O segredo por trás dos perfis aromáticos da cannabis
Uma análise dos compostos que moldam o sabor, aroma e efeito da planta, com foco no cenário nacional
Publicada em 19/08/2025

Mais do que a planta em si, o segredo está em moléculas microscópicas chamadas terpenos. Imagem: Canva Pro
O que dá à cannabis seus aromas e sabores únicos? Mais do que a planta em si, o segredo está em moléculas microscópicas chamadas terpenos. Presentes em frutas, flores e ervas, esses compostos são responsáveis por criar perfis aromáticos e gustativos tão diversos quanto o frescor cítrico do limão, o perfume suave de lavanda ou o cheiro resinoso do pinheiro.
No universo da cannabis, eles não apenas definem a experiência sensorial, mas também podem influenciar o efeito entourage — interação entre terpenos e canabinoides como tetrahidrocanabinol (THC) e canabidiol (CBD), capaz de modular ou potencializar sensações.

Entre os principais terpenos, pesquisas já identificaram mais de 100. Cada um com características próprias:
- Mirceno – terroso e herbal, com notas de frutas tropicais; associado a efeitos relaxantes;
- Limoneno – cítrico e refrescante, ligado a sensações de energia e elevação do humor;
- Beta-cariofileno – apimentado e amadeirado, com potencial anti-inflamatório e analgésico;
- Linalol – floral, com notas de lavanda; pode auxiliar no relaxamento;
- Pineno – aroma de pinheiro; possível aliado do foco e da concentração.
Mais que terpenos: uma paleta de compostos
Mesmo com a sua soberania, outros compostos podem impactar no aroma e no sabor da planta. Estudos internacionais, como o publicado na revista Molecules por pesquisadores da Suíça, Alemanha e Espanha, mostram que os aromas e sabores da cannabis também envolvem flavonoides, aldeídos, cetonas, ésteres e compostos de enxofre.

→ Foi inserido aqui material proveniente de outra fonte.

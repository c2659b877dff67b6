//! Object Push Profile server.
//!
//! Accepts one GOEP connection, answers the OBEX CONNECT exchange, receives
//! pushed objects (PUT) and serves the default business card (GET with
//! `Type = "text/x-vcard"` and no name). Object bytes flow to the owning
//! application as [`OppServerEvent::ObjectData`]; the default-object pull
//! parks the session in a wait-for-user-data state until the application
//! answers with [`OppServer::send_pull_response`].

use obex_types::{
    error::{CommandError, OperationStatus},
    header::{HeaderId, SrmValue, SrmpValue},
    opcode::{Opcode, ResponseCode, MAX_PACKET_LENGTH_DEFAULT, OBEX_VERSION},
};

use crate::{
    frame::Frame,
    goep::{BdAddr, ConnectionStatus, GoepSession, SessionHandle},
    parser::{store_header_chunk, ObexParser, ObjectState, StoreState, StringHeader},
    srm::{ServerSrmState, SrmHeaders},
};

use super::{DEFAULT_OBJECT_TYPE, MAX_NAME_LEN, MAX_TYPE_LEN};

/// Events reported to the owning application.
#[derive(Clone, Debug, Eq, PartialEq)]
pub enum OppServerEvent {
    ConnectionOpened {
        session: SessionHandle,
        status: ConnectionStatus,
        address: BdAddr,
        connection_handle: u16,
        incoming: bool,
    },
    ConnectionClosed {
        session: SessionHandle,
    },
    OperationCompleted {
        session: SessionHandle,
        status: OperationStatus,
    },
    /// A peer starts pushing an object; its bytes follow as `ObjectData`.
    PushObject {
        session: SessionHandle,
        name: String,
        object_type: String,
        size: u32,
    },
    /// A piece of the pushed object, in order.
    ObjectData {
        session: SessionHandle,
        data: Vec<u8>,
    },
    /// The peer requests the default business card; answer with
    /// [`OppServer::send_pull_response`].
    PullDefaultObject {
        session: SessionHandle,
        continuation: u32,
    },
}

#[derive(Clone, Copy, Debug, Eq, PartialEq)]
enum State {
    W4Open,
    W4ConnectOpcode,
    W4ConnectRequest,
    SendConnectResponseError,
    SendConnectResponseSuccess,
    Connected,
    W4Request,
    W4UserData,
    W4GetOpcode,
    W4GetRequest,
    W4PutOpcode,
    W4PutRequest,
    SendPutResponse,
    SendInternalResponse,
    SendUserResponse,
    SendDisconnectResponse,
    AboutToSend,
}

/// Which headers the parser callback acts on for the current object.
#[derive(Clone, Copy, Debug)]
enum ParserContext {
    /// CONNECT request: OPP carries nothing of interest.
    Connect,
    /// GET/PUT request; `put` selects push-object event emission.
    Operation { put: bool },
    /// DISCONNECT/ABORT and unknown operations.
    Ignore,
}

#[derive(Debug, Default)]
struct Request {
    name: StringHeader,
    object_type: StringHeader,
    length_buf: [u8; 4],
    length: u32,
    continuation: u32,
    push_event_emitted: bool,
}

#[derive(Debug, Default)]
struct Response {
    code: Option<ResponseCode>,
    frame: Option<Frame>,
}
//! Scripted GOEP transport double for session tests.
//!
//! The double records everything the profile asks of the transport; tests
//! pump the recorded can-send-now requests back into the profile and route
//! sent packets to the peer (another state machine or literal expectations).

use std::{cell::RefCell, rc::Rc};

use obex_codec::goep::{BdAddr, GoepSession};

#[derive(Debug, Default)]
#[allow(dead_code)]
pub struct GoepState {
    pub sent: Vec<Vec<u8>>,
    pub can_send_pending: bool,
    pub accepted: bool,
    pub created: Option<(BdAddr, u16)>,
    pub closed: bool,
}

/// Handle shared between the profile (owning the `MockGoep`) and the test.
pub type SharedGoep = Rc<RefCell<GoepState>>;

#[derive(Debug)]
pub struct MockGoep {
    state: SharedGoep,
    max_packet_size: u16,
    srm_supported: bool,
}

impl MockGoep {
    pub fn new(max_packet_size: u16, srm_supported: bool) -> (Self, SharedGoep) {
        let state: SharedGoep = Rc::new(RefCell::new(GoepState::default()));
        (
            Self {
                state: Rc::clone(&state),
                max_packet_size,
                srm_supported,
            },
            state,
        )
    }
}

impl GoepSession for MockGoep {
    fn create_connection(&mut self, address: BdAddr, service_class_uuid: u16) {
        self.state.borrow_mut().created = Some((address, service_class_uuid));
    }

    fn accept_connection(&mut self) {
        self.state.borrow_mut().accepted = true;
    }

    fn request_can_send_now(&mut self) {
        self.state.borrow_mut().can_send_pending = true;
    }

    fn max_packet_size(&self) -> u16 {
        self.max_packet_size
    }

    fn supports_single_response_mode(&self) -> bool {
        self.srm_supported
    }

    fn send(&mut self, packet: &[u8]) {
        self.state.borrow_mut().sent.push(packet.to_vec());
    }

    fn close(&mut self) {
        self.state.borrow_mut().closed = true;
    }
}

/// Takes a pending can-send-now request, if any.
pub fn take_can_send(state: &SharedGoep) -> bool {
    let mut state = state.borrow_mut();
    std::mem::take(&mut state.can_send_pending)
}

/// Drains the packets the profile handed to the transport.
pub fn drain_sent(state: &SharedGoep) -> Vec<Vec<u8>> {
    std::mem::take(&mut state.borrow_mut().sent)
}

pub const PEER: BdAddr = [0x58, 0xd9, 0xc3, 0x2b, 0xfb, 0xa7];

Fatores como genética, luz, solo, irrigação e técnicas de secagem e cura influenciam diretamente o perfil sensorial. O estudo sugere até criar uma roda de aromas e sabores da cannabis, inspirada nas usadas para vinhos e cafés, mapeando descritores como lavanda (linalol), cítricos (limoneno), pinho (pineno) e notas terrosas (humuleno e cariofileno).
Da natureza ao mercado brasileiro
Olhando para o cenário brasileiro, a aplicação de terpenos em alimentos e bebidas é regulamentada pela RDC nº 725/2022 da Anvisa, que autoriza o uso de diversos terpenos como aromatizantes alimentares. “É o principal marco regulatório sobre o tema”, comenta Edoardo Almeida, fundador da Natural Terpenes.
Entretanto, na cannabis ainda existem restrições. Guilherme Storti, proprietário da CrocBuds, explica. “Ainda não podemos trabalhar com terpenos extraídos diretamente da planta, por conta das restrições legais. O mercado encontrou uma saída criativa e tecnicamente viável: os blends de terpenos”.
Segundo ele, esses blends reproduzem fielmente o perfil aromático da cannabis por meio de análises cromatográficas, usando terpenos extraídos de frutas, flores e especiarias.
Outra estratégia para “combater a zona cinzenta” regulatória da cannabis, é apostar em terpenos naturais de frutas, flores e especiarias simulando perfis aromáticos de strains canábicas.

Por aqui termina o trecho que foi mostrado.